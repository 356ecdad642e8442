//! netfence operator - projects SecurityPolicy resources onto a networking backend

use std::sync::Arc;

use clap::Parser;
use futures::StreamExt;
use kube::api::{Patch, PatchParams};
use kube::runtime::watcher::Config as WatcherConfig;
use kube::runtime::Controller;
use kube::{Api, Client, CustomResourceExt};

use netfence_common::crd::SecurityPolicy;
use netfence_common::telemetry::{init_telemetry, TelemetryConfig};
use netfence_operator::config::Cli;
use netfence_operator::controller::{error_policy, reconcile, run_garbage_collector, PolicyContext};
use netfence_policy::{HttpBackend, PolicyBuilder, SecurityPolicyService};

#[tokio::main]
async fn main() -> anyhow::Result<()> {
    let cli = Cli::parse();

    if cli.crd {
        let crd = serde_yaml::to_string(&SecurityPolicy::crd())
            .map_err(|e| anyhow::anyhow!("Failed to serialize CRD: {}", e))?;
        println!("{crd}");
        return Ok(());
    }

    init_telemetry(TelemetryConfig {
        service_name: "netfence-operator".to_string(),
        ..Default::default()
    })?;

    cli.validate().map_err(|e| anyhow::anyhow!(e))?;
    run_controller(cli).await
}

/// Install the SecurityPolicy CRD with server-side apply
///
/// Keeps the installed schema in step with the running operator version.
async fn ensure_crd_installed(client: &Client) -> anyhow::Result<()> {
    use k8s_openapi::apiextensions_apiserver::pkg::apis::apiextensions::v1::CustomResourceDefinition;

    let crds: Api<CustomResourceDefinition> = Api::all(client.clone());
    let params = PatchParams::apply("netfence-controller").force();

    tracing::info!("Installing SecurityPolicy CRD...");
    crds.patch(
        "securitypolicies.netfence.dev",
        &params,
        &Patch::Apply(&SecurityPolicy::crd()),
    )
    .await
    .map_err(|e| anyhow::anyhow!("failed to install SecurityPolicy CRD: {}", e))?;

    Ok(())
}

async fn run_controller(cli: Cli) -> anyhow::Result<()> {
    tracing::info!(cluster = %cli.cluster, domain = %cli.domain, "starting netfence operator");

    let backend = Arc::new(HttpBackend::new(cli.backend_config())?);
    let builder = PolicyBuilder::new(cli.cluster.clone(), cli.domain.clone());

    // Stores must be warm before the first reconcile reads them
    let service = SecurityPolicyService::initialize(backend, builder)
        .await
        .map_err(|e| anyhow::anyhow!("initial backend sync failed: {}", e))?;
    let service = Arc::new(service);

    let client = Client::try_default()
        .await
        .map_err(|e| anyhow::anyhow!("failed to create kube client: {}", e))?;
    ensure_crd_installed(&client).await?;

    let ctx = Arc::new(PolicyContext::new(client.clone(), service));
    let policies: Api<SecurityPolicy> = Api::all(client);

    tracing::info!("Starting SecurityPolicy controller");
    let controller = Controller::new(policies, WatcherConfig::default())
        .shutdown_on_signal()
        .run(reconcile, error_policy, ctx.clone())
        .for_each(|result| async move {
            match result {
                Ok(action) => {
                    tracing::debug!(?action, "SecurityPolicy reconciliation completed");
                }
                Err(e) => {
                    tracing::error!(error = ?e, "SecurityPolicy reconciliation error");
                }
            }
        });

    let gc = run_garbage_collector(ctx, cli.gc_interval());

    tokio::select! {
        _ = controller => {
            tracing::info!("SecurityPolicy controller completed");
        }
        _ = gc => {
            tracing::info!("Garbage collector stopped");
        }
    }

    Ok(())
}
//! Group objects (membership expressions referenced by policies and rules)

use std::fmt::Write;

use serde::{Deserialize, Serialize};

use super::policy::sorted_tags;
use super::{BackendObject, Tag};
use crate::deterministic_hash;

fn group_resource_type() -> String {
    "Group".to_string()
}

/// One term of a group membership expression
#[derive(Clone, Debug, Serialize, Deserialize, PartialEq, Eq)]
#[serde(tag = "resource_type")]
pub enum GroupExpression {
    /// Match members whose `key` satisfies `operator value`
    Condition {
        /// Member type ("SegmentPort", "VirtualMachine")
        member_type: String,
        /// Attribute matched ("Tag")
        key: String,
        /// Comparison ("EQUALS")
        operator: String,
        /// Expected value; tags are encoded as `scope|tag`
        value: String,
    },
    /// Joins the surrounding conditions
    ConjunctionOperator {
        /// "AND" or "OR"
        conjunction_operator: String,
    },
}

impl GroupExpression {
    /// Tag-equality condition on members of `member_type`
    pub fn tag_equals(member_type: &str, scope: &str, tag: &str) -> Self {
        Self::Condition {
            member_type: member_type.to_string(),
            key: "Tag".to_string(),
            operator: "EQUALS".to_string(),
            value: format!("{}|{}", scope, tag),
        }
    }

    /// AND conjunction
    pub fn and() -> Self {
        Self::ConjunctionOperator {
            conjunction_operator: "AND".to_string(),
        }
    }

    /// OR conjunction
    pub fn or() -> Self {
        Self::ConjunctionOperator {
            conjunction_operator: "OR".to_string(),
        }
    }
}

/// Backend group
#[derive(Clone, Debug, Serialize, Deserialize, PartialEq)]
pub struct Group {
    /// Identity (`sp_<uid>_scope`, `sp_<uid>_<index>_src`, ...)
    pub id: String,
    /// Display name
    #[serde(default)]
    pub display_name: String,
    /// Object type discriminator
    #[serde(default = "group_resource_type")]
    pub resource_type: String,
    /// Membership expression
    #[serde(default)]
    pub expression: Vec<GroupExpression>,
    /// Tags, including the owner tag
    #[serde(default)]
    pub tags: Vec<Tag>,
    /// Deletion intent
    #[serde(default)]
    pub marked_for_delete: bool,
    /// System-managed revision counter
    #[serde(rename = "_revision", default, skip_serializing_if = "Option::is_none")]
    pub revision: Option<i64>,
}

impl Default for Group {
    fn default() -> Self {
        Self {
            id: String::new(),
            display_name: String::new(),
            resource_type: group_resource_type(),
            expression: Vec::new(),
            tags: Vec::new(),
            marked_for_delete: false,
            revision: None,
        }
    }
}

impl Group {
    /// Policy path of this group within `domain`
    pub fn path(&self, domain: &str) -> String {
        format!("/infra/domains/{}/groups/{}", domain, self.id)
    }
}

impl BackendObject for Group {
    const KIND: &'static str = "group";

    fn id(&self) -> &str {
        &self.id
    }

    fn tags(&self) -> &[Tag] {
        &self.tags
    }

    fn marked_for_delete(&self) -> bool {
        self.marked_for_delete
    }

    fn set_marked_for_delete(&mut self, marked: bool) {
        self.marked_for_delete = marked;
    }

    fn fingerprint(&self) -> String {
        let mut input = String::new();
        let _ = write!(
            input,
            "id={};name={};expr={:?};tags={:?}",
            self.id,
            self.display_name,
            self.expression,
            sorted_tags(&self.tags),
        );
        deterministic_hash(&input)
    }
}

#[cfg(test)]
mod tests {
    use super::*;

    #[test]
    fn expression_wire_format_is_tagged() {
        let group = Group {
            id: "sp_u_scope".to_string(),
            expression: vec![
                GroupExpression::tag_equals("SegmentPort", "app", "web"),
                GroupExpression::and(),
                GroupExpression::tag_equals("SegmentPort", "netfence/namespace", "shop"),
            ],
            ..Default::default()
        };

        let json = serde_json::to_value(&group).unwrap();
        assert_eq!(json["resource_type"], "Group");
        assert_eq!(json["expression"][0]["resource_type"], "Condition");
        assert_eq!(json["expression"][0]["value"], "app|web");
        assert_eq!(json["expression"][1]["resource_type"], "ConjunctionOperator");
        assert_eq!(json["expression"][1]["conjunction_operator"], "AND");

        let back: Group = serde_json::from_value(json).unwrap();
        assert_eq!(back, group);
    }

    #[test]
    fn fingerprint_changes_with_membership() {
        let a = Group {
            id: "g".to_string(),
            expression: vec![GroupExpression::tag_equals("SegmentPort", "app", "web")],
            ..Default::default()
        };
        let mut b = a.clone();
        b.expression = vec![GroupExpression::tag_equals("SegmentPort", "app", "db")];
        assert_ne!(a.fingerprint(), b.fingerprint());

        let mut c = a.clone();
        c.revision = Some(2);
        assert_eq!(a.fingerprint(), c.fingerprint());
    }

    #[test]
    fn path_is_domain_scoped() {
        let g = Group {
            id: "sp_u_scope".to_string(),
            ..Default::default()
        };
        assert_eq!(g.path("default"), "/infra/domains/default/groups/sp_u_scope");
    }
}
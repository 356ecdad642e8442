//! Initial cache warm-up
//!
//! Policies, rules and groups are listed concurrently, one task per kind,
//! each task writing only to its own store. The first failure aborts the
//! remaining tasks and waits for them to stop before it is returned, so no
//! store changes after the caller has seen the error.

use std::sync::Arc;

use tokio::task::JoinSet;
use tracing::{error, info};

use netfence_common::model::{BackendObject, Group, Policy, Rule};
use netfence_common::{Error, Result};

use crate::client::PolicyBackend;
use crate::store::{IndexedStore, SharedStore};

/// The three local mirrors of backend state
#[derive(Clone, Debug, Default)]
pub struct PolicyStores {
    /// Security policies, held without their embedded rules
    pub policies: SharedStore<Policy>,
    /// Rules of every policy
    pub rules: SharedStore<Rule>,
    /// Groups referenced by policies and rules
    pub groups: SharedStore<Group>,
}

impl PolicyStores {
    /// Create three empty stores
    pub fn new() -> Self {
        Self {
            policies: Arc::new(IndexedStore::new()),
            rules: Arc::new(IndexedStore::new()),
            groups: Arc::new(IndexedStore::new()),
        }
    }
}

/// Populate `stores` from one listing per kind
pub async fn sync_stores(backend: Arc<dyn PolicyBackend>, stores: &PolicyStores) -> Result<()> {
    let mut tasks: JoinSet<Result<(&'static str, usize)>> = JoinSet::new();

    let (b, store) = (Arc::clone(&backend), Arc::clone(&stores.policies));
    tasks.spawn(async move {
        let policies = b
            .list_security_policies()
            .await
            .map_err(|e| Error::sync(Policy::KIND, e))?;
        Ok((Policy::KIND, fill(&store, policies.into_iter().map(without_rules))))
    });

    let (b, store) = (Arc::clone(&backend), Arc::clone(&stores.rules));
    tasks.spawn(async move {
        let rules = b.list_rules().await.map_err(|e| Error::sync(Rule::KIND, e))?;
        Ok((Rule::KIND, fill(&store, rules)))
    });

    let (b, store) = (backend, Arc::clone(&stores.groups));
    tasks.spawn(async move {
        let groups = b.list_groups().await.map_err(|e| Error::sync(Group::KIND, e))?;
        Ok((Group::KIND, fill(&store, groups)))
    });

    while let Some(joined) = tasks.join_next().await {
        let outcome = joined
            .map_err(|e| Error::internal_with_context("sync", e.to_string()))
            .and_then(|result| result);

        match outcome {
            Ok((kind, count)) => info!(kind, count, "store synced"),
            Err(e) => {
                tasks.shutdown().await;
                error!(error = %e, "initial sync failed");
                return Err(e);
            }
        }
    }

    Ok(())
}

/// Rules are mirrored in their own store
fn without_rules(mut policy: Policy) -> Policy {
    policy.rules.clear();
    policy
}

fn fill<T: BackendObject>(store: &IndexedStore<T>, objects: impl IntoIterator<Item = T>) -> usize {
    let mut count = 0;
    for obj in objects {
        store.put(obj);
        count += 1;
    }
    count
}

#[cfg(test)]
mod tests {
    use super::*;
    use std::sync::atomic::{AtomicBool, Ordering};
    use std::time::Duration;

    use async_trait::async_trait;
    use tokio::sync::Notify;
    use netfence_common::model::{Infra, Tag};
    use netfence_common::TAG_SCOPE_SECURITY_POLICY_UID;

    use crate::client::MockPolicyBackend;

    fn owned_rule(id: &str) -> Rule {
        Rule {
            id: id.to_string(),
            tags: vec![Tag::new(TAG_SCOPE_SECURITY_POLICY_UID, "u1")],
            ..Default::default()
        }
    }

    #[tokio::test]
    async fn populates_all_three_stores() {
        let mut mock = MockPolicyBackend::new();
        mock.expect_list_security_policies().times(1).returning(|| {
            Ok(vec![Policy {
                id: "sp_u1".to_string(),
                rules: vec![owned_rule("sp_u1_0")],
                tags: vec![Tag::new(TAG_SCOPE_SECURITY_POLICY_UID, "u1")],
                ..Default::default()
            }])
        });
        mock.expect_list_rules()
            .times(1)
            .returning(|| Ok(vec![owned_rule("sp_u1_0"), owned_rule("sp_u1_1")]));
        mock.expect_list_groups().times(1).returning(|| Ok(Vec::new()));

        let stores = PolicyStores::new();
        sync_stores(Arc::new(mock), &stores).await.unwrap();

        assert_eq!(stores.policies.len(), 1);
        assert!(stores.policies.get("sp_u1").unwrap().rules.is_empty());
        assert_eq!(stores.rules.list_by_index("u1").len(), 2);
        assert!(stores.groups.is_empty());
    }

    #[tokio::test]
    async fn listing_failure_is_wrapped_with_kind() {
        let mut mock = MockPolicyBackend::new();
        mock.expect_list_security_policies()
            .returning(|| Ok(Vec::new()));
        mock.expect_list_rules().returning(|| Ok(Vec::new()));
        mock.expect_list_groups()
            .returning(|| Err(Error::backend_status("list group", 403, "forbidden")));

        let err = sync_stores(Arc::new(mock), &PolicyStores::new())
            .await
            .unwrap_err();

        assert!(matches!(&err, Error::Sync { kind, .. } if kind == "group"));
        assert_eq!(err.status(), Some(403));
        assert!(!err.is_retryable());
    }

    /// Rules wait for `release`; groups fail immediately
    #[derive(Default)]
    struct SlowRulesBackend {
        release: Notify,
        rules_listed: AtomicBool,
    }

    #[async_trait]
    impl PolicyBackend for SlowRulesBackend {
        async fn list_security_policies(&self) -> Result<Vec<Policy>> {
            Ok(Vec::new())
        }

        async fn list_rules(&self) -> Result<Vec<Rule>> {
            self.release.notified().await;
            self.rules_listed.store(true, Ordering::SeqCst);
            Ok(vec![owned_rule("late")])
        }

        async fn list_groups(&self) -> Result<Vec<Group>> {
            Err(Error::backend("list group", "connection refused"))
        }

        async fn patch_infra(&self, _: &Infra, _: bool) -> Result<()> {
            Ok(())
        }

        async fn patch_group(&self, _: &str, _: &Group) -> Result<()> {
            Ok(())
        }
    }

    #[tokio::test]
    async fn first_error_cancels_outstanding_listings() {
        let stores = PolicyStores::new();
        let backend = Arc::new(SlowRulesBackend::default());

        // Returns while the rule listing is still parked on `release`
        let result = tokio::time::timeout(
            Duration::from_secs(10),
            sync_stores(Arc::clone(&backend) as Arc<dyn PolicyBackend>, &stores),
        )
        .await
        .expect("sync waited for the blocked rule listing");
        assert!(result.is_err());

        // An aborted task must not write after the error was returned
        backend.release.notify_waiters();
        tokio::task::yield_now().await;
        assert!(!backend.rules_listed.load(Ordering::SeqCst));
        assert!(stores.rules.is_empty());
    }
}
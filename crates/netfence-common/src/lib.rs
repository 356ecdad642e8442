//! Common types for netfence: CRDs, the networking backend object model, and errors

#![deny(missing_docs)]

pub mod crd;
pub mod error;
pub mod model;
pub mod telemetry;

pub use error::Error;

/// Result type alias using our custom Error type
pub type Result<T> = std::result::Result<T, Error>;

/// Tag scope carrying the name of the Kubernetes cluster that owns an object
pub const TAG_SCOPE_CLUSTER: &str = "netfence/cluster";

/// Tag scope carrying the namespace of the owning SecurityPolicy
pub const TAG_SCOPE_NAMESPACE: &str = "netfence/namespace";

/// Tag scope carrying the name of the owning SecurityPolicy
pub const TAG_SCOPE_SECURITY_POLICY_NAME: &str = "netfence/security_policy_name";

/// Tag scope carrying the UID of the owning SecurityPolicy.
///
/// This is the owner tag: the only join key between the policy, rule and
/// group stores.
pub const TAG_SCOPE_SECURITY_POLICY_UID: &str = "netfence/security_policy_uid";

/// Value written to `marked_for_delete` on objects the backend should remove
pub const MARKED_FOR_DELETE: bool = true;

/// Revision checking on hierarchical patches (last writer wins)
pub const ENFORCE_REVISION_CHECK: bool = false;

/// Finalizer placed on SecurityPolicy resources while backend objects exist
pub const SECURITY_POLICY_FINALIZER: &str = "netfence.dev/security-policy";

/// Compute a deterministic hash of the input string, returning a 16-char hex digest.
///
/// Uses truncated SHA-256 for stability across Rust toolchain versions.
/// `DefaultHasher` is NOT guaranteed stable across Rust releases, and
/// fingerprints are compared against objects listed from the backend after
/// a restart.
pub fn deterministic_hash(input: &str) -> String {
    use sha2::{Digest, Sha256};
    let hash = Sha256::digest(input.as_bytes());
    hash[..8].iter().fold(String::with_capacity(16), |mut s, b| {
        use std::fmt::Write;
        let _ = write!(s, "{:02x}", b);
        s
    })
}
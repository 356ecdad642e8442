//! SecurityPolicy controller implementation
//!
//! Reconciles SecurityPolicy resources through [`SecurityPolicyService`]: a
//! finalizer holds each resource until its backend objects are removed, and
//! a periodic garbage collector removes backend objects whose owning
//! resource disappeared while the operator was not watching.

use std::collections::BTreeSet;
use std::sync::Arc;
use std::time::Duration;

use async_trait::async_trait;
use kube::api::{Api, ListParams, Patch, PatchParams};
use kube::runtime::controller::Action;
use kube::{Client, ResourceExt};
use tracing::{debug, error, info, instrument, warn};

#[cfg(test)]
use mockall::automock;

use netfence_common::crd::{
    Condition, ConditionStatus, SecurityPolicy, SecurityPolicyPhase, SecurityPolicyStatus,
};
use netfence_common::{Error, SECURITY_POLICY_FINALIZER};
use netfence_policy::{DeleteTarget, SecurityPolicyService};

/// Field manager used for patches issued by the controller
const FIELD_MANAGER: &str = "netfence-controller";

/// Requeue delay after a failed reconciliation
const ERROR_REQUEUE: Duration = Duration::from_secs(30);

// =============================================================================
// Kubernetes client abstraction
// =============================================================================

/// Trait abstracting Kubernetes client operations for SecurityPolicy
///
/// This trait allows mocking the Kubernetes client in tests while using
/// the real client in production.
#[cfg_attr(test, automock)]
#[async_trait]
pub trait PolicyKubeClient: Send + Sync {
    /// Add the controller finalizer to a SecurityPolicy
    async fn add_finalizer(&self, name: &str, namespace: &str) -> Result<(), Error>;

    /// Remove the controller finalizer from a SecurityPolicy
    async fn remove_finalizer(&self, name: &str, namespace: &str) -> Result<(), Error>;

    /// Replace the status of a SecurityPolicy
    async fn patch_status(
        &self,
        name: &str,
        namespace: &str,
        status: &SecurityPolicyStatus,
    ) -> Result<(), Error>;

    /// UIDs of every SecurityPolicy currently in the cluster
    async fn list_live_uids(&self) -> Result<BTreeSet<String>, Error>;
}

/// Real Kubernetes client implementation
pub struct KubeClientImpl {
    client: Client,
}

impl KubeClientImpl {
    /// Create a new KubeClientImpl wrapping the given kube Client
    pub fn new(client: Client) -> Self {
        Self { client }
    }

    fn api(&self, namespace: &str) -> Api<SecurityPolicy> {
        Api::namespaced(self.client.clone(), namespace)
    }

    async fn patch_finalizers(
        &self,
        name: &str,
        namespace: &str,
        finalizers: Vec<String>,
    ) -> Result<(), Error> {
        let patch = serde_json::json!({
            "metadata": {
                "finalizers": finalizers
            }
        });

        self.api(namespace)
            .patch(name, &PatchParams::apply(FIELD_MANAGER), &Patch::Merge(&patch))
            .await?;

        Ok(())
    }
}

Directions for this task
Using the material above, return every line that holds the string "networking".

Result
//! netfence operator - projects SecurityPolicy resources onto a networking backend
//! Common types for netfence: CRDs, the networking backend object model, and errors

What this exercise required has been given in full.